■ Aim of the exercise
Provide only the number of lines below that hold "bool".

■ Working data
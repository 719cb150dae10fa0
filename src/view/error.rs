//! Composition error types
//!
//! Only a missing template is fatal. Missing style/script/translation assets
//! and unparsable translation data degrade to a no-op for that step and never
//! surface here.

use std::path::PathBuf;
use thiserror::Error;

/// Errors returned by a [`super::ResourceLoader`]
#[derive(Debug, Error)]
pub enum LoadError {
    #[error("resource not found: {path}")]
    NotFound { path: String },

    #[error("failed to read resource {path}")]
    Io {
        path: PathBuf,
        #[source]
        source: std::io::Error,
    },
}

impl LoadError {
    pub fn is_not_found(&self) -> bool {
        matches!(self, LoadError::NotFound { .. })
    }
}

/// Errors that abort a composition before any fragment is produced
#[derive(Debug, Error)]
pub enum RenderError {
    #[error("component template not found: {path}")]
    TemplateNotFound { path: String },

    #[error(transparent)]
    Load(#[from] LoadError),
}
//! Component catalog - tag name to asset key
//!
//! Fragment requests name a component by its tag (`/taghelper/hello`). The
//! catalog resolves that tag to the [`ResourceKey`] its assets live under.
//! It is built once at startup from configuration and read-only afterwards.

use std::collections::BTreeMap;

use crate::view::ResourceKey;

/// Suffix stripped from type-style names when deriving a tag
const TYPE_SUFFIX: &str = "TagHelper";

/// One renderable component
#[derive(Debug, Clone, PartialEq)]
pub struct ComponentSpec {
    pub tag: String,
    pub key: ResourceKey,
}

/// Tag → component lookup (tags are case-insensitive)
#[derive(Debug, Clone, Default)]
pub struct ComponentCatalog {
    components: BTreeMap<String, ComponentSpec>,
}

impl ComponentCatalog {
    pub fn new() -> Self {
        Self::default()
    }

    /// Register a component. A later registration for the same tag wins.
    pub fn register(&mut self, tag: &str, key: ResourceKey) {
        let tag = tag.to_lowercase();
        if let Some(previous) = self.components.get(&tag) {
            tracing::warn!(
                "Component tag '{}' re-registered ({} -> {})",
                tag,
                previous.key.base_name,
                key.base_name
            );
        }
        self.components
            .insert(tag.clone(), ComponentSpec { tag, key });
    }

    /// Register under the tag derived from the base name
    pub fn register_derived(&mut self, key: ResourceKey) {
        let tag = tag_from_type_name(&key.base_name);
        self.register(&tag, key);
    }

    pub fn resolve(&self, tag: &str) -> Option<&ComponentSpec> {
        self.components.get(&tag.to_lowercase())
    }

    /// Components in tag order
    pub fn iter(&self) -> impl Iterator<Item = &ComponentSpec> {
        self.components.values()
    }

    pub fn len(&self) -> usize {
        self.components.len()
    }

    pub fn is_empty(&self) -> bool {
        self.components.is_empty()
    }
}

/// Default tag for a component named like a type:
/// `FancyCardTagHelper` → `fancy-card`
pub fn tag_from_type_name(name: &str) -> String {
    let stem = name.strip_suffix(TYPE_SUFFIX).unwrap_or(name);
    let mut tag = String::with_capacity(stem.len() + 4);
    for (i, c) in stem.chars().enumerate() {
        if c.is_ascii_uppercase() && i > 0 {
            tag.push('-');
        }
        tag.push(c.to_ascii_lowercase());
    }
    tag
}

/// Fresh DOM id for a component instance: `tag-{32 hex}`
pub fn new_component_id() -> String {
    format!("tag-{}", uuid::Uuid::new_v4().simple())
}

/// Whether a caller-supplied id is safe to splice into CSS selectors and
/// script string literals: a letter followed by letters, digits, `-` or `_`
pub fn is_valid_component_id(id: &str) -> bool {
    let mut chars = id.chars();
    matches!(chars.next(), Some(c) if c.is_ascii_alphabetic())
        && chars.all(|c| c.is_ascii_alphanumeric() || c == '-' || c == '_')
}
//! Script Binder - point component scripts at their own instance
//!
//! Component scripts are authored against a generic root lookup:
//!
//! ```js
//! const el = document.querySelector("tag-helper");
//! ```
//!
//! Binding rewrites that lookup to the rendered instance id, so two copies of
//! the same component on one page each drive only their own subtree.

/// Generic root lookup used by component scripts
pub const ROOT_PLACEHOLDER: &str = r#"document.querySelector("tag-helper")"#;

const ROOT_PLACEHOLDER_SINGLE: &str = "document.querySelector('tag-helper')";

/// Replace every generic root lookup with one addressing `#component_id`
pub fn bind_script(js: &str, component_id: &str) -> String {
    let bound = format!(r##"document.querySelector("#{}")"##, component_id);
    js.replace(ROOT_PLACEHOLDER, &bound)
        .replace(ROOT_PLACEHOLDER_SINGLE, &bound)
}

/// Wrap a script body in an immediately-invoked arrow function
pub fn wrap_isolated(js: &str) -> String {
    format!("(() => {{\n{}\n}})();", js)
}

/// Inline `<script>` block for a bound script
pub fn script_block(js: &str) -> String {
    format!("<script>\n{}\n</script>", wrap_isolated(js))
}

■ Task result
3